But his contributions extend far, far beyond his superb science: Schneider was perhaps the most important communicator on climate science issues to the public and to policymakers. Steve was committed to challenging those who deny the realities of climate change because he understood that their abuse and misuse of climate science threatens the health of humans and the planet itself. He was also a close friend and mentor, serving on my dissertation committee in the mid-1980s when he was at the National Center for Atmospheric Research in Boulder, Colorado. He taught me and many others he mentored to understand and honor the science, but he also taught us the importance of speaking up in defense of the integrity of science and the public interest.

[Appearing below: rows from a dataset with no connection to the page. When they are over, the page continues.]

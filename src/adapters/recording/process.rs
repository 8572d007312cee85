//! Recording adapter for the `ProcessRunner` port.

use std::sync::{Arc, Mutex};

use super::record_result;
use crate::cassette::format::RecordedInvocation;
use crate::cassette::recorder::CassetteRecorder;
use crate::ports::process::{Invocation, ProcessOutput, ProcessRunner};
use crate::ports::PortError;

/// Records process interactions while delegating to an inner implementation.
pub struct RecordingProcessRunner {
    inner: Box<dyn ProcessRunner>,
    recorder: Arc<Mutex<CassetteRecorder>>,
}

impl RecordingProcessRunner {
    /// Creates a new recording runner wrapping the given implementation.
    pub fn new(inner: Box<dyn ProcessRunner>, recorder: Arc<Mutex<CassetteRecorder>>) -> Self {
        Self { inner, recorder }
    }
}

impl ProcessRunner for RecordingProcessRunner {
    fn run(&self, invocation: &Invocation) -> Result<ProcessOutput, PortError> {
        let result = self.inner.run(invocation);
        let input = RecordedInvocation::from(invocation);
        record_result(&self.recorder, "process", "run", &input, &result);
        result
    }
}
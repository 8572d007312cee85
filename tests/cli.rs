//! Integration tests for top-level CLI behavior.

use std::process::Command;

fn run_docrun(args: &[&str]) -> std::process::Output {
    let bin = env!("CARGO_BIN_EXE_docrun");
    Command::new(bin)
        .args(args)
        .env_remove("DOCRUN_RECORD")
        .output()
        .expect("failed to run docrun binary")
}

#[test]
fn help_shows_runner_flags() {
    let output = run_docrun(&["--help"]);
    let stdout = String::from_utf8_lossy(&output.stdout);
    assert!(output.status.success());
    assert!(stdout.contains("--reuse-existing-virtualenvs"));
    assert!(stdout.contains("--install-only"));
    assert!(stdout.contains("--session"));
}

#[test]
fn list_shows_discovered_variants() {
    let dir = tempfile::tempdir().unwrap();
    std::fs::create_dir_all(dir.path().join("tests/checkers")).unwrap();
    for file in ["tests/typing.in", "tests/constraints.in", "tests/checkers/rst.py"] {
        std::fs::write(dir.path().join(file), "").unwrap();
    }

    let root = dir.path().to_str().unwrap();
    let output = run_docrun(&["--root", root, "--list"]);
    let stdout = String::from_utf8_lossy(&output.stdout);
    assert!(output.status.success());
    assert!(stdout.contains("- pip-compile(typing)"));
    assert!(stdout.contains("* checkers(rst) -> Run docs build checkers"));
    assert!(!stdout.contains("pip-compile(constraints)"));
}

#[test]
fn unknown_session_fails() {
    let dir = tempfile::tempdir().unwrap();
    let root = dir.path().to_str().unwrap();
    let output = run_docrun(&["--root", root, "docs"]);
    let stderr = String::from_utf8_lossy(&output.stderr);
    assert!(!output.status.success());
    assert!(stderr.contains("Session not found: docs"));
}

#[test]
fn unknown_flag_fails() {
    let output = run_docrun(&["--frobnicate"]);
    let stderr = String::from_utf8_lossy(&output.stderr);
    assert!(!output.status.success());
    assert!(stderr.contains("--frobnicate"));
}

#[test]
fn missing_root_fails() {
    let dir = tempfile::tempdir().unwrap();
    let missing = dir.path().join("absent");
    let output = run_docrun(&["--root", missing.to_str().unwrap(), "--list"]);
    assert!(!output.status.success());
}
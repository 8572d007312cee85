//! Running the selected sessions.

use crate::config::Config;
use crate::context::ServiceContext;
use crate::discovery::Discovered;
use crate::error::Result;
use crate::manifest::Manifest;
use crate::registry::Registry;
use crate::runner::{summarize, RunOptions, Runner};
use crate::sessions::DEFAULT_SESSIONS;

/// Runs `selected` (or the default sessions when empty) to completion.
///
/// # Errors
///
/// Returns [`crate::error::Error::UnknownSession`] before anything runs when
/// a name is not registered, and [`crate::error::Error::SessionsFailed`] when
/// any session failed.
pub fn run(
    ctx: &ServiceContext,
    config: &Config,
    discovered: &Discovered,
    registry: &Registry,
    selected: &[String],
    posargs: &[String],
    options: RunOptions,
) -> Result<()> {
    let mut manifest = if selected.is_empty() {
        Manifest::select(registry, &DEFAULT_SESSIONS)?
    } else {
        Manifest::select(registry, selected)?
    };

    let runner = Runner::new(ctx, config, discovered, registry, options);
    let results = runner.execute(&mut manifest, posargs);
    summarize(&results)
}
//! Core library entry for the `docrun` CLI.
//!
//! Sessions are registered in [`sessions`], queued by [`manifest`] and run by
//! [`runner`]; every process, git and filesystem call goes through the
//! [`ports`] held by a [`context::ServiceContext`].

pub mod adapters;
pub mod cassette;
pub mod cli;
pub mod commands;
pub mod config;
pub mod context;
pub mod discovery;
pub mod engine;
pub mod error;
pub mod install;
pub mod log;
pub mod manifest;
pub mod ports;
pub mod registry;
pub mod runner;
pub mod session;
pub mod sessions;
pub mod venv;

#[cfg(test)]
mod testing;

use clap::error::ErrorKind;
use clap::Parser;

use crate::error::Error;

/// Run the CLI with the provided arguments.
///
/// `--help` and `--version` print and succeed.
///
/// # Errors
///
/// Returns [`Error::Usage`] when argument parsing fails, or the error of the
/// dispatched command.
pub fn run<I, T>(args: I) -> Result<(), Error>
where
    I: IntoIterator<Item = T>,
    T: Into<std::ffi::OsString> + Clone,
{
    let cli = match cli::Cli::try_parse_from(args) {
        Ok(cli) => cli,
        Err(err) if matches!(err.kind(), ErrorKind::DisplayHelp | ErrorKind::DisplayVersion) => {
            err.print()?;
            return Ok(());
        }
        Err(err) => return Err(Error::Usage(err.to_string())),
    };
    log::init(cli.verbose);
    commands::dispatch(&cli)
}
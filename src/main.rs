//! Binary entrypoint for the `docrun` CLI.

use std::process::ExitCode;

fn main() -> ExitCode {
    // Recording is handled in commands::dispatch via DOCRUN_RECORD=<file>.
    match docrun::run(std::env::args()) {
        Ok(()) => ExitCode::SUCCESS,
        Err(err) => {
            eprintln!("{err}");
            ExitCode::FAILURE
        }
    }
}
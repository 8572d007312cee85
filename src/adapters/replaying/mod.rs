//! Replaying adapters that replay recorded interactions.

pub mod git;
pub mod process;

pub use git::ReplayingGitRepo;
pub use process::ReplayingProcessRunner;

use serde::de::DeserializeOwned;

use crate::ports::PortError;

/// Decode an `{"Ok": v}` / `{"Err": msg}` output recorded by
/// `recording::record_result`.
pub(crate) fn replay_result<T: DeserializeOwned>(
    output: &serde_json::Value,
) -> Result<T, PortError> {
    if let Some(err) = output.get("Err") {
        let msg = err.as_str().unwrap_or("unknown error").to_string();
        return Err(msg.into());
    }
    let value = output.get("Ok").ok_or("recorded output has neither Ok nor Err")?;
    Ok(serde_json::from_value(value.clone())?)
}
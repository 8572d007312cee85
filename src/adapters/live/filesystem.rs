//! Live filesystem adapter using `std::fs`.

use std::path::Path;

use crate::ports::filesystem::FileSystem;
use crate::ports::PortError;

/// Live filesystem adapter backed by real disk I/O.
pub struct LiveFileSystem;

impl FileSystem for LiveFileSystem {
    fn exists(&self, path: &Path) -> bool {
        path.exists()
    }

    fn list_dir(&self, path: &Path) -> Result<Vec<String>, PortError> {
        let mut entries = Vec::new();
        for entry in std::fs::read_dir(path)? {
            let entry = entry?;
            if let Some(name) = entry.file_name().to_str() {
                entries.push(name.to_string());
            }
        }
        entries.sort();
        Ok(entries)
    }

    fn remove_dir_all(&self, path: &Path) -> Result<(), PortError> {
        Ok(std::fs::remove_dir_all(path)?)
    }
}
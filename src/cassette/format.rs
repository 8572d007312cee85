//! Cassette data structures for recording and replaying interactions.

use std::collections::BTreeMap;

use chrono::{DateTime, Utc};
use serde::{Deserialize, Serialize};

use crate::ports::process::Invocation;

/// A single recorded interaction with an external port.
#[derive(Debug, Clone, Serialize, Deserialize, PartialEq)]
pub struct Interaction {
    /// Sequence number (assigned automatically by the recorder).
    pub seq: u64,
    /// Port name (`process` or `git`).
    pub port: String,
    /// Method name invoked on the port.
    pub method: String,
    /// Input data sent to the port.
    pub input: serde_json::Value,
    /// Output data returned from the port, as `{"Ok": ..}` or `{"Err": ..}`.
    pub output: serde_json::Value,
}

/// A cassette containing a sequence of recorded interactions.
#[derive(Debug, Clone, Serialize, Deserialize, PartialEq)]
pub struct Cassette {
    /// Human-readable name for this cassette.
    pub name: String,
    /// When this cassette was recorded.
    pub recorded_at: DateTime<Utc>,
    /// Git commit hash of the project at recording time.
    pub commit: String,
    /// Ordered list of interactions.
    pub interactions: Vec<Interaction>,
}

impl Cassette {
    /// Parses a cassette from YAML.
    ///
    /// # Errors
    ///
    /// Returns an error if the text is not a valid cassette.
    pub fn from_yaml(text: &str) -> Result<Self, serde_yaml::Error> {
        serde_yaml::from_str(text)
    }
}

/// The recorded input of a `process::run` interaction.
///
/// The working directory and capture mode are not recorded so cassettes stay
/// portable between checkouts.
#[derive(Debug, Clone, Serialize, Deserialize, PartialEq, Eq)]
pub struct RecordedInvocation {
    /// Program name or path.
    pub program: String,
    /// Arguments in order.
    #[serde(default)]
    pub args: Vec<String>,
    /// Environment overrides; on replay only the keys listed here are compared.
    #[serde(default, skip_serializing_if = "BTreeMap::is_empty")]
    pub env: BTreeMap<String, String>,
}

impl RecordedInvocation {
    /// Returns `true` when `invocation` has the same program and arguments
    /// and agrees on every recorded environment key.
    #[must_use]
    pub fn matches(&self, invocation: &Invocation) -> bool {
        self.program == invocation.program
            && self.args == invocation.args
            && self.env.iter().all(|(key, value)| invocation.env.get(key) == Some(value))
    }
}

impl From<&Invocation> for RecordedInvocation {
    fn from(invocation: &Invocation) -> Self {
        Self {
            program: invocation.program.clone(),
            args: invocation.args.clone(),
            env: invocation.env.clone(),
        }
    }
}
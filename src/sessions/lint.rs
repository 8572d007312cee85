//! Linters, formatters and the `lint` aggregator.

use crate::error::Result;
use crate::install::{install_requirements, InstallOptions};
use crate::session::{Cmd, Session};

/// Sessions scheduled by [`lint`], in order.
pub const LINT_SESSIONS: [&str; 5] = ["typing", "static", "formatters", "spelling", "actionlint"];

/// Directory handed to the spell checker.
pub const SPELLING_TARGET: &str = "docs/docsite";

fn install(session: &Session<'_>, req: &str) -> Result<()> {
    install_requirements(session, req, &[], InstallOptions::default())
}

fn over_lint_files(session: &Session<'_>, cmd: Cmd) -> Cmd {
    cmd.args(session.posargs()).args(&session.discovered().lint_files)
}

/// `ruff check` over the lint targets.
///
/// # Errors
///
/// Fails when installation or the checker fails.
pub fn static_checks(session: &mut Session<'_>, _: Option<&str>) -> Result<()> {
    install(session, "static")?;
    session.run(&over_lint_files(session, Cmd::new("ruff").arg("check")))
}

/// Reformats the lint targets in place.
///
/// # Errors
///
/// Fails when installation or either formatter fails.
pub fn formatters(session: &mut Session<'_>, _: Option<&str>) -> Result<()> {
    install(session, "formatters")?;
    session.run(&over_lint_files(session, Cmd::new("isort")))?;
    session.run(&over_lint_files(session, Cmd::new("black")))
}

/// Checks formatting without rewriting anything.
///
/// # Errors
///
/// Fails when installation fails or a formatter reports changes.
pub fn formatters_check(session: &mut Session<'_>, _: Option<&str>) -> Result<()> {
    install(session, "formatters")?;
    session.run(&over_lint_files(session, Cmd::new("isort").arg("--check")))?;
    session.run(&over_lint_files(session, Cmd::new("black").arg("--check")))
}

/// `mypy` over the lint targets.
///
/// # Errors
///
/// Fails when installation or the type checker fails.
pub fn typing(session: &mut Session<'_>, _: Option<&str>) -> Result<()> {
    install(session, "typing")?;
    session.run(&over_lint_files(session, Cmd::new("mypy")))
}

/// `codespell` over the docs source.
///
/// # Errors
///
/// Fails when installation or the spell checker fails.
pub fn spelling(session: &mut Session<'_>, _: Option<&str>) -> Result<()> {
    install(session, "spelling")?;
    session.run(&Cmd::new("codespell").arg(SPELLING_TARGET).args(session.posargs()))
}

/// Schedules every checker; does no work itself.
///
/// # Errors
///
/// Never fails; unknown names are reported by the runner.
pub fn lint(session: &mut Session<'_>, _: Option<&str>) -> Result<()> {
    for name in LINT_SESSIONS {
        session.notify(name);
    }
    Ok(())
}
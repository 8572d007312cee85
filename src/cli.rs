//! CLI argument definitions.

use std::path::PathBuf;

use clap::Parser;

/// Top-level CLI parser for `docrun`.
#[derive(Debug, Parser)]
#[command(
    name = "docrun",
    version,
    about = "Run the documentation project's lint, lock and build sessions"
)]
pub struct Cli {
    /// Sessions to run, by name or `name(value)`; defaults apply when empty.
    #[arg(value_name = "SESSIONS")]
    pub sessions: Vec<String>,

    /// Additional session to run; may be repeated.
    #[arg(short = 's', long = "session", value_name = "NAME")]
    pub session: Vec<String>,

    /// List sessions and exit.
    #[arg(short, long)]
    pub list: bool,

    /// Re-use existing environments instead of recreating them.
    #[arg(short = 'r', long = "reuse-existing-virtualenvs")]
    pub reuse_existing_virtualenvs: bool,

    /// Only create environments and install dependencies.
    #[arg(long)]
    pub install_only: bool,

    /// Stop after the first failed session.
    #[arg(short = 'x', long)]
    pub stop_on_first_error: bool,

    /// Project root.
    #[arg(long, value_name = "DIR", default_value = ".")]
    pub root: PathBuf,

    /// Enable debug logging.
    #[arg(short, long)]
    pub verbose: bool,

    /// Arguments passed to every selected session.
    #[arg(last = true, value_name = "POSARGS")]
    pub posargs: Vec<String>,
}

impl Cli {
    /// Sessions named positionally and through `--session`, in order.
    #[must_use]
    pub fn selected(&self) -> Vec<String> {
        self.sessions.iter().chain(&self.session).cloned().collect()
    }
}

#[cfg(test)]
mod tests {
    use super::Cli;
    use clap::Parser;

    #[test]
    fn parses_sessions_and_posargs() {
        let cli = Cli::parse_from(["docrun", "pip-compile", "-s", "tag", "--", "--check", "-v"]);
        assert_eq!(cli.selected(), ["pip-compile", "tag"]);
        assert_eq!(cli.posargs, ["--check", "-v"]);
        assert!(!cli.verbose);
    }

    #[test]
    fn parses_runner_flags() {
        let cli = Cli::parse_from(["docrun", "-rx", "--install-only", "--root", "/src/docs", "-l"]);
        assert!(cli.reuse_existing_virtualenvs);
        assert!(cli.stop_on_first_error);
        assert!(cli.install_only);
        assert!(cli.list);
        assert_eq!(cli.root, std::path::PathBuf::from("/src/docs"));
        assert!(cli.selected().is_empty());
    }
}
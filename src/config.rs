//! Process-level configuration, resolved once at startup.
//!
//! Everything the runner reads from the environment is captured here so the
//! rest of the crate never calls `std::env::var` directly. Tests build a
//! [`Config`] from a closure instead of mutating the process environment.

use std::path::{Path, PathBuf};

/// Toggles constraint-file pinning for every install.
pub const PINNED_VAR: &str = "PINNED";
/// Names a specific container engine, bypassing the candidate probe.
pub const CONTAINER_ENGINE_VAR: &str = "CONTAINER_ENGINE";
/// Writes a cassette of every process and git interaction to this path.
pub const RECORD_VAR: &str = "DOCRUN_RECORD";
/// Tracing filter directive.
pub const LOG_VAR: &str = "DOCRUN_LOG";

/// Directory (relative to the root) holding per-session environments.
pub const ENV_DIR: &str = ".docrun";

/// Resolved configuration threaded through registration and execution.
#[derive(Debug, Clone, PartialEq, Eq)]
pub struct Config {
    /// Project root; every relative path and child working directory hangs off it.
    pub root: PathBuf,
    /// Install with constraint files.
    pub pinned: bool,
    /// Explicit container engine name, if any.
    pub container_engine: Option<String>,
    /// Cassette output path when recording.
    pub record: Option<PathBuf>,
    /// Host `PATH`, used as the tail of every session's `PATH`.
    pub host_path: Option<String>,
}

impl Config {
    /// Builds a configuration from an arbitrary variable lookup.
    pub fn from_lookup<F>(root: impl Into<PathBuf>, lookup: F) -> Self
    where
        F: Fn(&str) -> Option<String>,
    {
        Self {
            root: root.into(),
            pinned: lookup(PINNED_VAR).as_deref().map_or(true, is_truthy),
            container_engine: lookup(CONTAINER_ENGINE_VAR).filter(|name| !name.is_empty()),
            record: lookup(RECORD_VAR).filter(|path| !path.is_empty()).map(PathBuf::from),
            host_path: lookup("PATH"),
        }
    }

    /// Builds a configuration from the process environment after loading
    /// `<root>/.env`. Variables already set win over the file.
    #[must_use]
    pub fn from_env(root: &Path) -> Self {
        let dotenv = root.join(".env");
        if dotenv.is_file() {
            if let Err(e) = dotenvy::from_path(&dotenv) {
                tracing::warn!("ignoring {}: {e}", dotenv.display());
            }
        }
        Self::from_lookup(root, |key| std::env::var(key).ok())
    }

    /// Directory holding the per-session environments.
    #[must_use]
    pub fn env_dir(&self) -> PathBuf {
        self.root.join(ENV_DIR)
    }
}

/// Case-insensitive `1` / `true`.
#[must_use]
pub fn is_truthy(value: &str) -> bool {
    matches!(value.to_ascii_lowercase().as_str(), "1" | "true")
}
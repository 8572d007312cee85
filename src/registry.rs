//! Declarative session registration and name resolution.
//!
//! A [`SessionDef`] is a template; registering it materializes one [`Task`]
//! per value of its parametrization axis (or a single task without one).
//! A bare name addresses every variant, a signature `name(value)` exactly one.

use crate::error::Result;
use crate::session::Session;

/// A session body: receives the session and, for parametrized sessions,
/// the variant's value.
pub type Handler = fn(&mut Session<'_>, Option<&str>) -> Result<()>;

/// A parametrization axis.
#[derive(Debug, Clone, PartialEq, Eq)]
pub struct Parameter {
    /// Argument name, for listings.
    pub key: &'static str,
    /// One task variant per value.
    pub values: Vec<String>,
}

/// A registered session template.
#[derive(Clone)]
pub struct SessionDef {
    /// Unique session name.
    pub name: &'static str,
    /// One-line description shown by `--list`.
    pub description: Option<&'static str>,
    /// Interpreter version for the environment, e.g. `3.11`.
    pub python: Option<&'static str>,
    /// Whether the session gets an isolated environment.
    pub venv: bool,
    /// Optional parametrization axis.
    pub parameter: Option<Parameter>,
    /// The body.
    pub handler: Handler,
}

impl SessionDef {
    /// A plain session with its own environment.
    #[must_use]
    pub fn new(name: &'static str, handler: Handler) -> Self {
        Self { name, description: None, python: None, venv: true, parameter: None, handler }
    }

    /// Sets the `--list` description.
    #[must_use]
    pub fn description(mut self, description: &'static str) -> Self {
        self.description = Some(description);
        self
    }

    /// Pins the environment's interpreter version.
    #[must_use]
    pub fn python(mut self, version: &'static str) -> Self {
        self.python = Some(version);
        self
    }

    /// Runs without an environment (aggregators, host-only tools).
    #[must_use]
    pub fn without_venv(mut self) -> Self {
        self.venv = false;
        self
    }

    /// Materializes one task per value.
    #[must_use]
    pub fn parametrize(mut self, key: &'static str, values: Vec<String>) -> Self {
        self.parameter = Some(Parameter { key, values });
        self
    }
}

/// One addressable variant of a [`SessionDef`].
#[derive(Debug, Clone, PartialEq, Eq)]
pub struct Task {
    def: usize,
    value: Option<String>,
    signature: String,
}

impl Task {
    /// `name` or `name(value)`.
    #[must_use]
    pub fn signature(&self) -> &str {
        &self.signature
    }

    /// The parametrization value, if any.
    #[must_use]
    pub fn value(&self) -> Option<&str> {
        self.value.as_deref()
    }
}

/// All registered sessions and their materialized tasks.
#[derive(Default)]
pub struct Registry {
    defs: Vec<SessionDef>,
    tasks: Vec<Task>,
}

impl Registry {
    /// An empty registry.
    #[must_use]
    pub fn new() -> Self {
        Self::default()
    }

    /// Registers `def`, materializing its tasks. A second definition with
    /// the same name is ignored with a warning.
    pub fn register(&mut self, def: SessionDef) -> &mut Self {
        if self.defs.iter().any(|existing| existing.name == def.name) {
            tracing::warn!("session {} registered twice; keeping the first", def.name);
            return self;
        }
        let index = self.defs.len();
        match &def.parameter {
            None => {
                self.tasks.push(Task { def: index, value: None, signature: def.name.to_string() });
            }
            Some(parameter) => {
                for value in &parameter.values {
                    self.tasks.push(Task {
                        def: index,
                        value: Some(value.clone()),
                        signature: format!("{}({value})", def.name),
                    });
                }
            }
        }
        self.defs.push(def);
        self
    }

    /// Registered templates, in registration order.
    #[must_use]
    pub fn defs(&self) -> &[SessionDef] {
        &self.defs
    }

    /// Materialized tasks, in registration order.
    #[must_use]
    pub fn tasks(&self) -> &[Task] {
        &self.tasks
    }

    /// The task with index `id`.
    #[must_use]
    pub fn task(&self, id: usize) -> &Task {
        &self.tasks[id]
    }

    /// The template behind task `id`.
    #[must_use]
    pub fn def_of(&self, id: usize) -> &SessionDef {
        &self.defs[self.tasks[id].def]
    }

    /// Task indices addressed by `name`.
    ///
    /// `None` when nothing is registered under that name or signature;
    /// `Some(empty)` for a parametrized session whose axis is empty.
    #[must_use]
    pub fn matching(&self, name: &str) -> Option<Vec<usize>> {
        let by_signature: Vec<usize> = self
            .tasks
            .iter()
            .enumerate()
            .filter(|(_, task)| task.signature == name || self.defs[task.def].name == name)
            .map(|(id, _)| id)
            .collect();
        if by_signature.is_empty() && !self.defs.iter().any(|def| def.name == name) {
            return None;
        }
        Some(by_signature)
    }
}
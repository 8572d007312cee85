//! Container engine resolution.

use std::path::PathBuf;

use crate::error::{Error, Result};
use crate::ports::ExecutableLocator;

/// Engines probed, in order, when no override is configured.
pub const CONTAINER_ENGINES: [&str; 2] = ["podman", "docker"];

/// Resolves the container engine for `session`.
///
/// An explicit `chosen` engine is the only name looked up; the candidate
/// list is probed only without one. Nothing is cached.
///
/// # Errors
///
/// Returns [`Error::Configuration`] when the chosen engine is not on the
/// search path, or when no candidate is.
pub fn resolve_container_engine(
    locator: &dyn ExecutableLocator,
    chosen: Option<&str>,
    session: &str,
) -> Result<PathBuf> {
    if let Some(name) = chosen {
        return locator.which(name).ok_or_else(|| {
            Error::Configuration(format!("CONTAINER_ENGINE '{name}' does not exist!"))
        });
    }

    CONTAINER_ENGINES.iter().find_map(|engine| locator.which(engine)).ok_or_else(|| {
        Error::Configuration(format!(
            "None of the following container engines were found: ({}). \
             {session} requires a container engine installed.",
            CONTAINER_ENGINES.join(", ")
        ))
    })
}
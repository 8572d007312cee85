//! Service context bundling all port trait objects.

use std::path::{Path, PathBuf};
use std::sync::{Arc, Mutex};

use crate::adapters::live::{LiveExecutableLocator, LiveFileSystem, LiveGitRepo, LiveProcessRunner};
use crate::adapters::recording::{RecordingGitRepo, RecordingProcessRunner};
use crate::adapters::replaying::{ReplayingGitRepo, ReplayingProcessRunner};
use crate::cassette::format::Cassette;
use crate::cassette::recorder::CassetteRecorder;
use crate::cassette::replayer::CassetteReplayer;
use crate::error::{Error, Result};
use crate::ports::{ExecutableLocator, FileSystem, GitRepo, ProcessRunner};

/// Bundles all port trait objects into a single context.
///
/// Each field provides access to one external boundary. Constructors
/// wire up different adapter implementations (live, recording, replaying).
pub struct ServiceContext {
    /// Filesystem for discovery and environment directories.
    pub fs: Box<dyn FileSystem>,
    /// Git working tree queries.
    pub git: Box<dyn GitRepo>,
    /// Child process execution.
    pub process: Box<dyn ProcessRunner>,
    /// Executable search path lookups.
    pub locator: Box<dyn ExecutableLocator>,
    /// Shared recorder when recording; written by [`ServiceContext::finish`].
    recorder: Option<Arc<Mutex<CassetteRecorder>>>,
}

impl ServiceContext {
    /// Assembles a context from explicit adapters.
    #[must_use]
    pub fn new(
        fs: Box<dyn FileSystem>,
        git: Box<dyn GitRepo>,
        process: Box<dyn ProcessRunner>,
        locator: Box<dyn ExecutableLocator>,
    ) -> Self {
        Self { fs, git, process, locator, recorder: None }
    }

    /// Creates a live context with real adapters for every port.
    #[must_use]
    pub fn live() -> Self {
        Self::new(
            Box::new(LiveFileSystem),
            Box::new(LiveGitRepo),
            Box::new(LiveProcessRunner),
            Box::new(LiveExecutableLocator),
        )
    }

    /// Creates a recording context that captures process and git
    /// interactions into a cassette at `path`.
    ///
    /// Uses live adapters for actual work. This is the mechanism behind the
    /// `DOCRUN_RECORD` variable.
    #[must_use]
    pub fn recording(path: &Path, root: &Path) -> Self {
        let commit = LiveGitRepo.current_commit(root).unwrap_or_else(|e| {
            tracing::warn!("could not get git commit hash, using 'unknown': {e}");
            "unknown".to_string()
        });
        let name = path
            .file_name()
            .and_then(|name| name.to_str())
            .map_or_else(
                || "docrun-session".to_string(),
                |name| name.trim_end_matches(".yaml").to_string(),
            );
        let recorder = Arc::new(Mutex::new(CassetteRecorder::new(path, name, commit)));

        Self {
            fs: Box::new(LiveFileSystem),
            git: Box::new(RecordingGitRepo::new(Box::new(LiveGitRepo), Arc::clone(&recorder))),
            process: Box::new(RecordingProcessRunner::new(
                Box::new(LiveProcessRunner),
                Arc::clone(&recorder),
            )),
            locator: Box::new(LiveExecutableLocator),
            recorder: Some(recorder),
        }
    }

    /// Creates a replaying context from a cassette file.
    ///
    /// Process and git calls are served from the cassette; the filesystem
    /// and executable lookup stay live.
    ///
    /// # Errors
    ///
    /// Returns an error if the cassette file cannot be read or parsed.
    pub fn replaying(path: &Path) -> Result<Self> {
        let content = std::fs::read_to_string(path).map_err(|e| {
            Error::Cassette(format!("Failed to read cassette file {}: {e}", path.display()))
        })?;
        let cassette = Cassette::from_yaml(&content).map_err(|e| {
            Error::Cassette(format!("Failed to parse cassette file {}: {e}", path.display()))
        })?;
        Ok(Self::replaying_cassette(&cassette))
    }

    /// Creates a replaying context from an in-memory cassette.
    #[must_use]
    pub fn replaying_cassette(cassette: &Cassette) -> Self {
        // Each port gets its own replayer so per-port cursors are independent.
        Self::new(
            Box::new(LiveFileSystem),
            Box::new(ReplayingGitRepo::new(CassetteReplayer::new(cassette), &cassette.commit)),
            Box::new(ReplayingProcessRunner::new(CassetteReplayer::new(cassette))),
            Box::new(LiveExecutableLocator),
        )
    }

    /// Replaces the executable locator.
    #[must_use]
    pub fn with_locator(mut self, locator: Box<dyn ExecutableLocator>) -> Self {
        self.locator = locator;
        self
    }

    /// Releases the adapters and, when recording, writes the cassette.
    ///
    /// Returns the cassette path if one was written.
    ///
    /// # Errors
    ///
    /// Returns an error if the cassette cannot be written.
    pub fn finish(self) -> Result<Option<PathBuf>> {
        let Self { fs, git, process, locator, recorder } = self;
        // Drop adapters first to release their Arc references.
        drop((fs, git, process, locator));

        let Some(recorder) = recorder else {
            return Ok(None);
        };
        let recorder = Arc::try_unwrap(recorder)
            .map_err(|_| Error::Cassette("recording adapter still has references".into()))?
            .into_inner()
            .map_err(|e| Error::Cassette(format!("recorder lock poisoned: {e}")))?;
        let path = recorder
            .finish()
            .map_err(|e| Error::Cassette(format!("Failed to write cassette: {e}")))?;
        Ok(Some(path))
    }
}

Colleagues would occasionally criticize Steve for his outspokenness on these issues -- a trait not always encouraged in the sciences -- but his brilliance and passion for the topic made him an invaluable resource for the media as they sought to understand and report on the intense debate over how humans are changing the planet's climate. His clear and comprehensive explanations of climate change, his encyclopedic knowledge of how the climate works, and his challenges to the fraudulent science that characterizes the arguments of the climate deniers, made it easier for politicians to understand the true climate threats that face us and to move the debate into the public arena. That debate continues, because the science and policy challenges are complicated, but the world is at least beginning to take key steps toward preventing a climate catastrophe because Stephen Schneider knew that the alternative was unacceptable and because he worked tirelessly to move us all in the right direction.